▶ Given data

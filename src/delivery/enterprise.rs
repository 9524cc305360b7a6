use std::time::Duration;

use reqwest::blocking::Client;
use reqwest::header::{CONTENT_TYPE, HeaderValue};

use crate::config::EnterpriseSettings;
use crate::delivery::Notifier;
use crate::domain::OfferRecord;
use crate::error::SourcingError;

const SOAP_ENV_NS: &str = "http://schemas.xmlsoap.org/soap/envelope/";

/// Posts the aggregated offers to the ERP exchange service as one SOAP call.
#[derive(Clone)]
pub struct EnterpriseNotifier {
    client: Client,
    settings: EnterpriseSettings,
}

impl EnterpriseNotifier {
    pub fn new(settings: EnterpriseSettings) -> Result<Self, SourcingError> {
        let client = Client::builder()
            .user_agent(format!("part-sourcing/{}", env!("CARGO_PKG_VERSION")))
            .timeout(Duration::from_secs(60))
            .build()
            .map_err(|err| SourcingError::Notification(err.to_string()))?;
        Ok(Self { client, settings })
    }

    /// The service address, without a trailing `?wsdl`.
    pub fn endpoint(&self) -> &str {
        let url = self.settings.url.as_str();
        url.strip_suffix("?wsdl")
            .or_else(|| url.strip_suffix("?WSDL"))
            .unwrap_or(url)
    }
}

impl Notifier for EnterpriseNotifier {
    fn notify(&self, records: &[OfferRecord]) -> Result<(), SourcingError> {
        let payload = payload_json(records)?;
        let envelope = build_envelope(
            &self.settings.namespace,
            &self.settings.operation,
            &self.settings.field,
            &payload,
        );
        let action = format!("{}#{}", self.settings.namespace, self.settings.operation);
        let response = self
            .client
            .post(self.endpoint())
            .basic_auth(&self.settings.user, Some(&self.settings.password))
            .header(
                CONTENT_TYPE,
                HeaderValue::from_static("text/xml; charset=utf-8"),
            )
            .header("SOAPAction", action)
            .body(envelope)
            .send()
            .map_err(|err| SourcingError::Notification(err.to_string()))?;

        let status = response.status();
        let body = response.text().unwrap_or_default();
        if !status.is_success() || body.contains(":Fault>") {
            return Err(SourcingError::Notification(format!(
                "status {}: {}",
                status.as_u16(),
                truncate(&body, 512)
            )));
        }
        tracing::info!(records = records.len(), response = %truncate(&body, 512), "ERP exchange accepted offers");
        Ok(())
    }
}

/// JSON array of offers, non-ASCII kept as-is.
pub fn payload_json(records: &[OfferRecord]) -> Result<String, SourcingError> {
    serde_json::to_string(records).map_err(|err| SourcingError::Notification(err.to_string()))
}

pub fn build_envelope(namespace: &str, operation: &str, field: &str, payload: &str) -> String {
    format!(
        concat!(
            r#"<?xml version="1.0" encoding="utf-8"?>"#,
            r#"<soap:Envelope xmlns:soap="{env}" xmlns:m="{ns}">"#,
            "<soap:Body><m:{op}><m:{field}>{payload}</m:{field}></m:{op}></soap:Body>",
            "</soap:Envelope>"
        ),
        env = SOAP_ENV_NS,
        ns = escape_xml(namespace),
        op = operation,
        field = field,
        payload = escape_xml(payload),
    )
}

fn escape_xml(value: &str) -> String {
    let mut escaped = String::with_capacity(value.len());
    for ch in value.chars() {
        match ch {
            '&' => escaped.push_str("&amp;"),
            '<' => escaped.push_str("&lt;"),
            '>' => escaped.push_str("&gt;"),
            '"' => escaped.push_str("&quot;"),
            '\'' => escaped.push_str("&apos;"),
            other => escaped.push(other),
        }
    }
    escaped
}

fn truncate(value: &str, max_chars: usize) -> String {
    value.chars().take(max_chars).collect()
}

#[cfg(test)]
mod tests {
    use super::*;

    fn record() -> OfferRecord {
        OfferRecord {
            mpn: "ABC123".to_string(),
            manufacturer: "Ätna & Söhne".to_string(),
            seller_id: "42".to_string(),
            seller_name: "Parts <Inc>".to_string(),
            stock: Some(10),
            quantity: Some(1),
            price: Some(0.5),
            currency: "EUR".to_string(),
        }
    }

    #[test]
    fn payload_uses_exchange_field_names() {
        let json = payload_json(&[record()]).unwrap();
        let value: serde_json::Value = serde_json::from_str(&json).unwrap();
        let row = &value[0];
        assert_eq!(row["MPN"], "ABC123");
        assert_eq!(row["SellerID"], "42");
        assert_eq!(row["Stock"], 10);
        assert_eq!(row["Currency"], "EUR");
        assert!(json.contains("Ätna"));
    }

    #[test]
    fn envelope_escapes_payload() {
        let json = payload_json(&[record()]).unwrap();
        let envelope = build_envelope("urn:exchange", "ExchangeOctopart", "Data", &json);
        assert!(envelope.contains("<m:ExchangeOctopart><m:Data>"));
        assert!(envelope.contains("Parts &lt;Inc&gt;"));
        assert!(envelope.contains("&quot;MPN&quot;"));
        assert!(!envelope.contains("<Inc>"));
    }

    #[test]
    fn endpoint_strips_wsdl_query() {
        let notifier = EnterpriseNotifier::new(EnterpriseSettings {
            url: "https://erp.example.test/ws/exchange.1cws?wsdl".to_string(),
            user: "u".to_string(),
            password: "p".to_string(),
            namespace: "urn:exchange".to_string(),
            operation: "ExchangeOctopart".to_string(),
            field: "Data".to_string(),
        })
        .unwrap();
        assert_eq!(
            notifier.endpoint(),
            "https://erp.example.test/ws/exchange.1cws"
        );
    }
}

▶ Description of the task
Without changing a single character, write out all of the entries.

▶ Response
filename src/delivery/enterprise.rs
repository 9524cc305360b7a6
use std::time::Duration;

use reqwest::blocking::Client;
use reqwest::header::{CONTENT_TYPE, HeaderValue};

use crate::config::EnterpriseSettings;
use crate::delivery::Notifier;
use crate::domain::OfferRecord;
use crate::error::SourcingError;

const SOAP_ENV_NS: &str = "http://schemas.xmlsoap.org/soap/envelope/";

/// Posts the aggregated offers to the ERP exchange service as one SOAP call.
#[derive(Clone)]
pub struct EnterpriseNotifier {
    client: Client,
    settings: EnterpriseSettings,
}

impl EnterpriseNotifier {
    pub fn new(settings: EnterpriseSettings) -> Result<Self, SourcingError> {
        let client = Client::builder()
            .user_agent(format!("part-sourcing/{}", env!("CARGO_PKG_VERSION")))
            .timeout(Duration::from_secs(60))
            .build()
            .map_err(|err| SourcingError::Notification(err.to_string()))?;
        Ok(Self { client, settings })
    }

    /// The service address, without a trailing `?wsdl`.
    pub fn endpoint(&self) -> &str {
        let url = self.settings.url.as_str();
        url.strip_suffix("?wsdl")
            .or_else(|| url.strip_suffix("?WSDL"))
            .unwrap_or(url)
    }
}

impl Notifier for EnterpriseNotifier {
    fn notify(&self, records: &[OfferRecord]) -> Result<(), SourcingError> {
        let payload = payload_json(records)?;
        let envelope = build_envelope(
            &self.settings.namespace,
            &self.settings.operation,
            &self.settings.field,
            &payload,
        );
        let action = format!("{}#{}", self.settings.namespace, self.settings.operation);
        let response = self
            .client
            .post(self.endpoint())
            .basic_auth(&self.settings.user, Some(&self.settings.password))
            .header(
                CONTENT_TYPE,
                HeaderValue::from_static("text/xml; charset=utf-8"),
            )
            .header("SOAPAction", action)
            .body(envelope)
            .send()
            .map_err(|err| SourcingError::Notification(err.to_string()))?;

        let status = response.status();
        let body = response.text().unwrap_or_default();
        if !status.is_success() || body.contains(":Fault>") {
            return Err(SourcingError::Notification(format!(
                "status {}: {}",
                status.as_u16(),
                truncate(&body, 512)
            )));
        }
        tracing::info!(records = records.len(), response = %truncate(&body, 512), "ERP exchange accepted offers");
        Ok(())
    }
}

/// JSON array of offers, non-ASCII kept as-is.
pub fn payload_json(records: &[OfferRecord]) -> Result<String, SourcingError> {
    serde_json::to_string(records).map_err(|err| SourcingError::Notification(err.to_string()))
}

pub fn build_envelope(namespace: &str, operation: &str, field: &str, payload: &str) -> String {
    format!(
        concat!(
            r#"<?xml version="1.0" encoding="utf-8"?>"#,
            r#"<soap:Envelope xmlns:soap="{env}" xmlns:m="{ns}">"#,
            "<soap:Body><m:{op}><m:{field}>{payload}</m:{field}></m:{op}></soap:Body>",
            "</soap:Envelope>"
        ),
        env = SOAP_ENV_NS,
        ns = escape_xml(namespace),
        op = operation,
        field = field,
        payload = escape_xml(payload),
    )
}

fn escape_xml(value: &str) -> String {
    let mut escaped = String::with_capacity(value.len());
    for ch in value.chars() {
        match ch {
            '&' => escaped.push_str("&amp;"),
            '<' => escaped.push_str("&lt;"),
            '>' => escaped.push_str("&gt;"),
            '"' => escaped.push_str("&quot;"),
            '\'' => escaped.push_str("&apos;"),
            other => escaped.push(other),
        }
    }
    escaped
}

fn truncate(value: &str, max_chars: usize) -> String {
    value.chars().take(max_chars).collect()
}

#[cfg(test)]
mod tests {
    use super::*;

    fn record() -> OfferRecord {
        OfferRecord {
            mpn: "ABC123".to_string(),
            manufacturer: "Ätna & Söhne".to_string(),
            seller_id: "42".to_string(),
            seller_name: "Parts <Inc>".to_string(),
            stock: Some(10),
            quantity: Some(1),
            price: Some(0.5),
            currency: "EUR".to_string(),
        }
    }

    #[test]
    fn payload_uses_exchange_field_names() {
        let json = payload_json(&[record()]).unwrap();
        let value: serde_json::Value = serde_json::from_str(&json).unwrap();
        let row = &value[0];
        assert_eq!(row["MPN"], "ABC123");
        assert_eq!(row["SellerID"], "42");
        assert_eq!(row["Stock"], 10);
        assert_eq!(row["Currency"], "EUR");
        assert!(json.contains("Ätna"));
    }

    #[test]
    fn envelope_escapes_payload() {
        let json = payload_json(&[record()]).unwrap();
        let envelope = build_envelope("urn:exchange", "ExchangeOctopart", "Data", &json);
        assert!(envelope.contains("<m:ExchangeOctopart><m:Data>"));
        assert!(envelope.contains("Parts &lt;Inc&gt;"));
        assert!(envelope.contains("&quot;MPN&quot;"));
        assert!(!envelope.contains("<Inc>"));
    }

    #[test]
    fn endpoint_strips_wsdl_query() {
        let notifier = EnterpriseNotifier::new(EnterpriseSettings {
            url: "https://erp.example.test/ws/exchange.1cws?wsdl".to_string(),
            user: "u".to_string(),
            password: "p".to_string(),
            namespace: "urn:exchange".to_string(),
            operation: "ExchangeOctopart".to_string(),
            field: "Data".to_string(),
        })
        .unwrap();
        assert_eq!(
            notifier.endpoint(),
            "https://erp.example.test/ws/exchange.1cws"
        );
    }
}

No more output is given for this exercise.